Geçen gün komşuya gittim. “Sizin
Gülent abi nasıl bu kadar iyi ağlıyor?” diye sordum.
Hacıkadem’de bir hastane varmış
SGK ile anlaşmalıymış. Sonracıma…
Bu hastaneye gidince burnuna bir halka takıyorlarmış, bir de totoşa.
Şimdi kalktın meselâ kooperatif
genel kurulunda konuşma yapman lâzım.
Baktın aklı evvel bazı salaklar
konuşmayı yemiyor di mi?
Derhal burundaki halkaya
basıyorsun. O da totoş-u fevkalâdedeki
sfinkterlerin ağa babasına “Abi
senin durum-u vaziyet keloş. Haberin olsun senin nanay-i dübürüne acılı çiğ köfte ekstresi sürüyorlar!”

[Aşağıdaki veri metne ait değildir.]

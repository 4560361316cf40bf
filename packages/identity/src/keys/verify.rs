//! Signature verification against a certificate's public key

use ring::signature::{self, UnparsedPublicKey, VerificationAlgorithm};

use super::{EcdsaCurve, KeyAlgorithm};
use crate::certificate::Certificate;
use crate::error::Result;

fn verification_algorithm(algorithm: KeyAlgorithm) -> &'static dyn VerificationAlgorithm {
    match algorithm {
        KeyAlgorithm::Rsa { .. } => &signature::RSA_PKCS1_2048_8192_SHA256,
        KeyAlgorithm::Ecdsa(EcdsaCurve::P256) => &signature::ECDSA_P256_SHA256_ASN1,
        KeyAlgorithm::Ecdsa(EcdsaCurve::P384) => &signature::ECDSA_P384_SHA384_ASN1,
    }
}

/// Check `signature` over `message` with the certificate's public key
///
/// The scheme is the one [`KeyHandle::sign`](super::KeyHandle::sign) produces for
/// the certificate's key algorithm. A bad signature is `Ok(false)`.
///
/// # Errors
///
/// Returns `IdentityError::UnsupportedPlatform` if the certificate key algorithm
/// cannot be operated here.
pub fn verify_signature(certificate: &Certificate, message: &[u8], signature: &[u8]) -> Result<bool> {
    let algorithm = certificate.key_algorithm()?;
    let public_key =
        UnparsedPublicKey::new(verification_algorithm(algorithm), certificate.public_key());
    Ok(public_key.verify(message, signature).is_ok())
}
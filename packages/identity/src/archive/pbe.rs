//! Password-based protection of PKCS#12 contents
//!
//! Integrity: HMAC over SHA-1, SHA-256, SHA-384 or SHA-512, keyed through the
//! PKCS#12 KDF. Privacy: PBES2 (PBKDF2 or scrypt with AES-CBC) and the legacy
//! PKCS#12 schemes with 3DES or RC2. Any other algorithm is reported as a
//! platform limitation, never as a bad password.

use cbc::cipher::block_padding::Pkcs7;
use cbc::cipher::{BlockCipher, BlockDecryptMut, KeyInit, KeyIvInit};
use const_oid::ObjectIdentifier;
use der::asn1::OctetString;
use der::{Any, Decode, Encode};
use des::TdesEde3;
use pkcs12::digest_info::DigestInfo;
use pkcs12::kdf::{derive_key_utf8, Pkcs12KeyType};
use pkcs12::mac_data::MacData;
use pkcs12::pbe_params::{Pbes2Params, Pkcs12PbeParams};
use pkcs5::pbes2;
use rc2::Rc2;
use ring::hmac;
use sha1::Sha1;
use sha2::{Sha256, Sha384, Sha512};
use spki::AlgorithmIdentifierOwned;
use zeroize::Zeroizing;

use crate::error::{IdentityError, Result};

const SHA1: ObjectIdentifier = ObjectIdentifier::new_unwrap("1.3.14.3.2.26");
const SHA256: ObjectIdentifier = ObjectIdentifier::new_unwrap("2.16.840.1.101.3.4.2.1");
const SHA384: ObjectIdentifier = ObjectIdentifier::new_unwrap("2.16.840.1.101.3.4.2.2");
const SHA512: ObjectIdentifier = ObjectIdentifier::new_unwrap("2.16.840.1.101.3.4.2.3");

const PBES2: ObjectIdentifier = ObjectIdentifier::new_unwrap("1.2.840.113549.1.5.13");
const PBKDF2: ObjectIdentifier = ObjectIdentifier::new_unwrap("1.2.840.113549.1.5.12");
const SCRYPT: ObjectIdentifier = ObjectIdentifier::new_unwrap("1.3.6.1.4.1.11591.4.11");
const AES_128_CBC: ObjectIdentifier = ObjectIdentifier::new_unwrap("2.16.840.1.101.3.4.1.2");
const AES_192_CBC: ObjectIdentifier = ObjectIdentifier::new_unwrap("2.16.840.1.101.3.4.1.22");
const AES_256_CBC: ObjectIdentifier = ObjectIdentifier::new_unwrap("2.16.840.1.101.3.4.1.42");

/// PBKDF2 and MAC iteration count for exported archives
const EXPORT_ITERATIONS: u16 = 2048;

/// Check the archive MAC over the authenticated safe
pub(crate) fn verify_mac(mac_data: &MacData, password: &str, data: &[u8]) -> Result<()> {
    let key = mac_key(
        mac_data.mac.algorithm.oid,
        password,
        mac_data.mac_salt.as_bytes(),
        mac_data.iterations,
    )?;
    hmac::verify(&key, data, mac_data.mac.digest.as_bytes()).map_err(|_| {
        IdentityError::archive_access("MAC verification failed: wrong password or corrupt archive")
    })
}

/// HMAC-SHA256 MAC over the authenticated safe
pub(crate) fn compute_mac(data: &[u8], password: &str) -> Result<MacData> {
    let salt: [u8; 16] = rand::random();
    let iterations = i32::from(EXPORT_ITERATIONS);
    let key = mac_key(SHA256, password, &salt, iterations)?;
    let tag = hmac::sign(&key, data);

    Ok(MacData {
        mac: DigestInfo {
            algorithm: AlgorithmIdentifierOwned {
                oid: SHA256,
                parameters: None,
            },
            digest: OctetString::new(tag.as_ref()).map_err(assembly)?,
        },
        mac_salt: OctetString::new(salt.to_vec()).map_err(assembly)?,
        iterations,
    })
}

fn mac_key(digest: ObjectIdentifier, password: &str, salt: &[u8], iterations: i32) -> Result<hmac::Key> {
    let (algorithm, key) = match digest {
        SHA1 => (
            hmac::HMAC_SHA1_FOR_LEGACY_USE_ONLY,
            derive_key_utf8::<Sha1>(password, salt, Pkcs12KeyType::Mac, iterations, 20),
        ),
        SHA256 => (
            hmac::HMAC_SHA256,
            derive_key_utf8::<Sha256>(password, salt, Pkcs12KeyType::Mac, iterations, 32),
        ),
        SHA384 => (
            hmac::HMAC_SHA384,
            derive_key_utf8::<Sha384>(password, salt, Pkcs12KeyType::Mac, iterations, 48),
        ),
        SHA512 => (
            hmac::HMAC_SHA512,
            derive_key_utf8::<Sha512>(password, salt, Pkcs12KeyType::Mac, iterations, 64),
        ),
        other => {
            return Err(IdentityError::unsupported_platform(format!(
                "PKCS#12 MAC digest {other} is not supported"
            )));
        }
    };
    let key = Zeroizing::new(key.map_err(unencodable_password)?);
    Ok(hmac::Key::new(algorithm, key.as_slice()))
}

/// Decrypt bag or safe contents protected with `algorithm`
pub(crate) fn decrypt(
    algorithm: &AlgorithmIdentifierOwned,
    ciphertext: &[u8],
    password: &str,
) -> Result<Zeroizing<Vec<u8>>> {
    let params = algorithm
        .parameters
        .as_ref()
        .ok_or_else(|| {
            IdentityError::archive_access(format!("{} carries no parameters", algorithm.oid))
        })?
        .to_der()
        .map_err(malformed)?;

    match algorithm.oid {
        PBES2 => pbes2_decrypt(&params, ciphertext, password),
        pkcs12::PKCS_12_PBE_WITH_SHAAND3_KEY_TRIPLE_DES_CBC => {
            legacy_decrypt::<TdesEde3>(&params, ciphertext, password, 24)
        }
        pkcs12::PKCS_12_PBE_WITH_SHAAND128_BIT_RC2_CBC => {
            legacy_decrypt::<Rc2>(&params, ciphertext, password, 16)
        }
        pkcs12::PKCS_12_PBEWITH_SHAAND40_BIT_RC2_CBC => {
            legacy_decrypt::<Rc2>(&params, ciphertext, password, 5)
        }
        other => Err(IdentityError::unsupported_platform(format!(
            "PKCS#12 encryption scheme {other} is not supported"
        ))),
    }
}

/// Encrypt with PBES2: PBKDF2-HMAC-SHA256 and AES-256-CBC
pub(crate) fn encrypt(plaintext: &[u8], password: &str) -> Result<(AlgorithmIdentifierOwned, Vec<u8>)> {
    let salt: [u8; 16] = rand::random();
    let iv: [u8; 16] = rand::random();
    let params = pbes2::Parameters::pbkdf2_sha256_aes256cbc(u32::from(EXPORT_ITERATIONS), &salt, &iv)
        .map_err(|e| IdentityError::archive_access(format!("PBES2 parameters rejected: {e}")))?;
    let ciphertext = params
        .encrypt(password.as_bytes(), plaintext)
        .map_err(|e| IdentityError::archive_access(format!("PBES2 encryption failed: {e}")))?;
    let parameters = Any::from_der(&params.to_der().map_err(assembly)?).map_err(assembly)?;

    Ok((
        AlgorithmIdentifierOwned {
            oid: PBES2,
            parameters: Some(parameters),
        },
        ciphertext,
    ))
}

fn pbes2_decrypt(params: &[u8], ciphertext: &[u8], password: &str) -> Result<Zeroizing<Vec<u8>>> {
    let outline = Pbes2Params::from_der(params).map_err(malformed)?;
    let kdf_known = matches!(outline.kdf.oid, PBKDF2 | SCRYPT);
    let cipher_known = matches!(outline.encryption.oid, AES_128_CBC | AES_192_CBC | AES_256_CBC);
    if !kdf_known || !cipher_known {
        return Err(IdentityError::unsupported_platform(format!(
            "PBES2 with {} and {} is not supported",
            outline.kdf.oid, outline.encryption.oid
        )));
    }

    let params = pbes2::Parameters::from_der(params).map_err(|e| {
        IdentityError::unsupported_platform(format!("PBES2 parameters are not supported: {e}"))
    })?;
    params
        .decrypt(password.as_bytes(), ciphertext)
        .map(Zeroizing::new)
        .map_err(|e| match e {
            pkcs5::Error::UnsupportedAlgorithm { oid } => {
                IdentityError::unsupported_platform(format!("PBES2 algorithm {oid} is not supported"))
            }
            _ => wrong_password(),
        })
}

/// PKCS#12 appendix B PBE: key and IV both come from the SHA-1 KDF
fn legacy_decrypt<C>(
    params: &[u8],
    ciphertext: &[u8],
    password: &str,
    key_len: usize,
) -> Result<Zeroizing<Vec<u8>>>
where
    C: BlockDecryptMut + BlockCipher + KeyInit,
{
    let params = Pkcs12PbeParams::from_der(params).map_err(malformed)?;
    let salt = params.salt.as_bytes();
    let key = Zeroizing::new(
        derive_key_utf8::<Sha1>(password, salt, Pkcs12KeyType::EncryptionKey, params.iterations, key_len)
            .map_err(unencodable_password)?,
    );
    let iv = derive_key_utf8::<Sha1>(password, salt, Pkcs12KeyType::Iv, params.iterations, 8)
        .map_err(unencodable_password)?;

    let decryptor = cbc::Decryptor::<C>::new_from_slices(&key, &iv)
        .map_err(|_| IdentityError::archive_access("PBE key or IV has the wrong length"))?;
    decryptor
        .decrypt_padded_vec_mut::<Pkcs7>(ciphertext)
        .map(Zeroizing::new)
        .map_err(|_| wrong_password())
}

fn wrong_password() -> IdentityError {
    IdentityError::archive_access("Decryption failed: wrong password or corrupt archive")
}

fn unencodable_password(e: der::Error) -> IdentityError {
    IdentityError::archive_access(format!("Password cannot be encoded as BMPString: {e}"))
}

pub(crate) fn malformed(e: der::Error) -> IdentityError {
    IdentityError::archive_access(format!("Malformed PKCS#12 archive: {e}"))
}

pub(crate) fn assembly(e: der::Error) -> IdentityError {
    IdentityError::archive_access(format!("Failed to assemble PKCS#12 archive: {e}"))
}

diyor. Eh bu mesajı alan totoş, gözlere
nasıl “Ağlayın lan!” demesin? Anında
adamı örgütten dışlarlar. Sonra artık hemoroid olarak mı kolit ağrısı olarak mı
hayata devam edersiniz bilemem.
Gözler “Ulan madem dübür-ü
fevkalâde alev alev yanmaktadır bize de yalamak düşer diyerek başlıyor sulanmaya…”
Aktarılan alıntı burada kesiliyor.